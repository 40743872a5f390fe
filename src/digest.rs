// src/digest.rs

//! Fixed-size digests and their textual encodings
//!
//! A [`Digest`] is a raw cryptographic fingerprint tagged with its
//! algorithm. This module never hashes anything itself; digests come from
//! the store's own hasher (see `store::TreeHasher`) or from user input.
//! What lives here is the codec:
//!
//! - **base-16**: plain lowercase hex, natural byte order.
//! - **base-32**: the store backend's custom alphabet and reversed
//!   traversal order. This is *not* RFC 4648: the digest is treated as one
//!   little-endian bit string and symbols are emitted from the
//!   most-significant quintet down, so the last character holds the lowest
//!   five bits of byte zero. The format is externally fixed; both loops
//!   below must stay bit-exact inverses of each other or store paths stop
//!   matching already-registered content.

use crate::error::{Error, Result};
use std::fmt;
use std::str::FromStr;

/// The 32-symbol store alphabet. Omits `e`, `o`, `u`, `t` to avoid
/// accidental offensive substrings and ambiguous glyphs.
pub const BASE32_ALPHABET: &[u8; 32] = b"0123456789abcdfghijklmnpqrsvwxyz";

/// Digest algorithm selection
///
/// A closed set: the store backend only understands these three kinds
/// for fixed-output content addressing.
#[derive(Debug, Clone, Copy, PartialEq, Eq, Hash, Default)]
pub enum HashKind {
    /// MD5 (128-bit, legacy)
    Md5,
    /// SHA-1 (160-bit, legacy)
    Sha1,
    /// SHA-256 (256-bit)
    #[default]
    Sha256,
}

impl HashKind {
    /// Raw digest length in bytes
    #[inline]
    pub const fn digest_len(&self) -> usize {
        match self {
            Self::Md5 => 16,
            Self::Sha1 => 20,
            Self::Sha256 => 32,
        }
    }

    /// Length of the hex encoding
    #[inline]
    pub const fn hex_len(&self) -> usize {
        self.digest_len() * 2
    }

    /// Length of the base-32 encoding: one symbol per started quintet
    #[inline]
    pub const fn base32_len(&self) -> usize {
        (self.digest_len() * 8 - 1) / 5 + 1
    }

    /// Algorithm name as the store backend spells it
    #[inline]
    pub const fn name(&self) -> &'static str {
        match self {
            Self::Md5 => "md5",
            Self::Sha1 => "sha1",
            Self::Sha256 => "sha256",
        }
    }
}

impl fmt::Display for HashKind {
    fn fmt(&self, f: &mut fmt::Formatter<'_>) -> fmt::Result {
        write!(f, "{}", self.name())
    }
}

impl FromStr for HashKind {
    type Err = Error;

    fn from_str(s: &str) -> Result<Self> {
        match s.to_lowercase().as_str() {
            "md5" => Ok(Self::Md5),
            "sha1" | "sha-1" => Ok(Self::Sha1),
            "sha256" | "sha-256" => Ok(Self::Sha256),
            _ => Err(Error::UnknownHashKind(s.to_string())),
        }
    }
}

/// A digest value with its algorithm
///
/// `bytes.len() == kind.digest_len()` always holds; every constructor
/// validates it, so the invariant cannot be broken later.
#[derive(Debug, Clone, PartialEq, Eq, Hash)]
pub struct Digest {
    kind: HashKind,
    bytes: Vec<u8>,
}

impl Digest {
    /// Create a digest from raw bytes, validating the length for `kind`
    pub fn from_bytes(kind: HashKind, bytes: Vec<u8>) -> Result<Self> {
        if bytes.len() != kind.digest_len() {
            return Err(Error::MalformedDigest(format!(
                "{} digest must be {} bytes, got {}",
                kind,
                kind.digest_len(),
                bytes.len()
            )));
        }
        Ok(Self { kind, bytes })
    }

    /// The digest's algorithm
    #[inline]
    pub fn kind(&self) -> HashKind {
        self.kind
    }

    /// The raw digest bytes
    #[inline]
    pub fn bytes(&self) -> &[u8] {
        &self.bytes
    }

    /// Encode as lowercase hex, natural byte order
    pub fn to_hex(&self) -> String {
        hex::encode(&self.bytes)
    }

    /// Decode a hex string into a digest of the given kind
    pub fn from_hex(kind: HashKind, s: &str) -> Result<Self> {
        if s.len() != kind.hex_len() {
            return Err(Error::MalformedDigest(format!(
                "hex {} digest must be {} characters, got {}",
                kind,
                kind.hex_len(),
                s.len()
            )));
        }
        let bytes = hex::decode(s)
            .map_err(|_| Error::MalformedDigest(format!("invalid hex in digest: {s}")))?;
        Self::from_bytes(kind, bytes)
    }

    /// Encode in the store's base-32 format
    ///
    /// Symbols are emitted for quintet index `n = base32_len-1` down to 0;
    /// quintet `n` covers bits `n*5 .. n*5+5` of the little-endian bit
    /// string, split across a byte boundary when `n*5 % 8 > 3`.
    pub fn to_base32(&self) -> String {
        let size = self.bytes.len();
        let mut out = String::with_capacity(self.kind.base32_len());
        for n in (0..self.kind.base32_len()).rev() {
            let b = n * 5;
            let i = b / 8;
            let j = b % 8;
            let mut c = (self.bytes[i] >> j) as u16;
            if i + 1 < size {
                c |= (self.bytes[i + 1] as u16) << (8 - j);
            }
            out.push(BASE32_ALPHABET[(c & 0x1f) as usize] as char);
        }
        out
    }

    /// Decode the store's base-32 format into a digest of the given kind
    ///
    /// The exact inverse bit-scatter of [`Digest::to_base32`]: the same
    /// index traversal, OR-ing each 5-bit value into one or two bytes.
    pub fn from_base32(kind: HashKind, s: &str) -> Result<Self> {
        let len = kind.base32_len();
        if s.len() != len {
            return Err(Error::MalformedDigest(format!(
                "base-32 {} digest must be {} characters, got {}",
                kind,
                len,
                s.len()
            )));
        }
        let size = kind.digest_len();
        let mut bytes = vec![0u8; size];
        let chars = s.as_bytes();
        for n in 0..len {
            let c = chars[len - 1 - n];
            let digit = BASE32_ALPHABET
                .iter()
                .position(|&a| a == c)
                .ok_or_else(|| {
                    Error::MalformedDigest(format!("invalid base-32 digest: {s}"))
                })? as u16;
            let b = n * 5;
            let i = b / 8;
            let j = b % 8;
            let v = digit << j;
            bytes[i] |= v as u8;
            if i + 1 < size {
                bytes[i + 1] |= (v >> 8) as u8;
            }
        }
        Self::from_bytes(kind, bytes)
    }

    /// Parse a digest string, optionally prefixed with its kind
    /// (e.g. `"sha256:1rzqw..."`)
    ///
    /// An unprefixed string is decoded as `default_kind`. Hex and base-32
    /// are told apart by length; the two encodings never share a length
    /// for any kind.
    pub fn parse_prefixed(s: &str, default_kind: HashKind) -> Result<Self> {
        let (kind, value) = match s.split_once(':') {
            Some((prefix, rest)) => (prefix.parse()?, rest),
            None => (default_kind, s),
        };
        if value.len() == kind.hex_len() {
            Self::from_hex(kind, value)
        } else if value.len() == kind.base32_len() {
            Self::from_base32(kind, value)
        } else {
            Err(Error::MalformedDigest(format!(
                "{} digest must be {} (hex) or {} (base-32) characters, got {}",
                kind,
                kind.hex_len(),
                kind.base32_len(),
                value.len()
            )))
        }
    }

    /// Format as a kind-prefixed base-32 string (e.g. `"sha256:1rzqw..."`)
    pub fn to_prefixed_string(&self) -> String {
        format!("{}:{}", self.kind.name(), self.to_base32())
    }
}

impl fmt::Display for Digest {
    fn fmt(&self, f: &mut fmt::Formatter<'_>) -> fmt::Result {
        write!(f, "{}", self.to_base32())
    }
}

+ + +

### Task to carry out
Reproduce the lines word for word, starting at the one holding "else if value.len()" and ending at the final line of the material above.

### Solution to this task
        } else if value.len() == kind.base32_len() {
            Self::from_base32(kind, value)
        } else {
            Err(Error::MalformedDigest(format!(
                "{} digest must be {} (hex) or {} (base-32) characters, got {}",
                kind,
                kind.hex_len(),
                kind.base32_len(),
                value.len()
            )))
        }
    }

    /// Format as a kind-prefixed base-32 string (e.g. `"sha256:1rzqw..."`)
    pub fn to_prefixed_string(&self) -> String {
        format!("{}:{}", self.kind.name(), self.to_base32())
    }
}

impl fmt::Display for Digest {
    fn fmt(&self, f: &mut fmt::Formatter<'_>) -> fmt::Result {
        write!(f, "{}", self.to_base32())
    }
}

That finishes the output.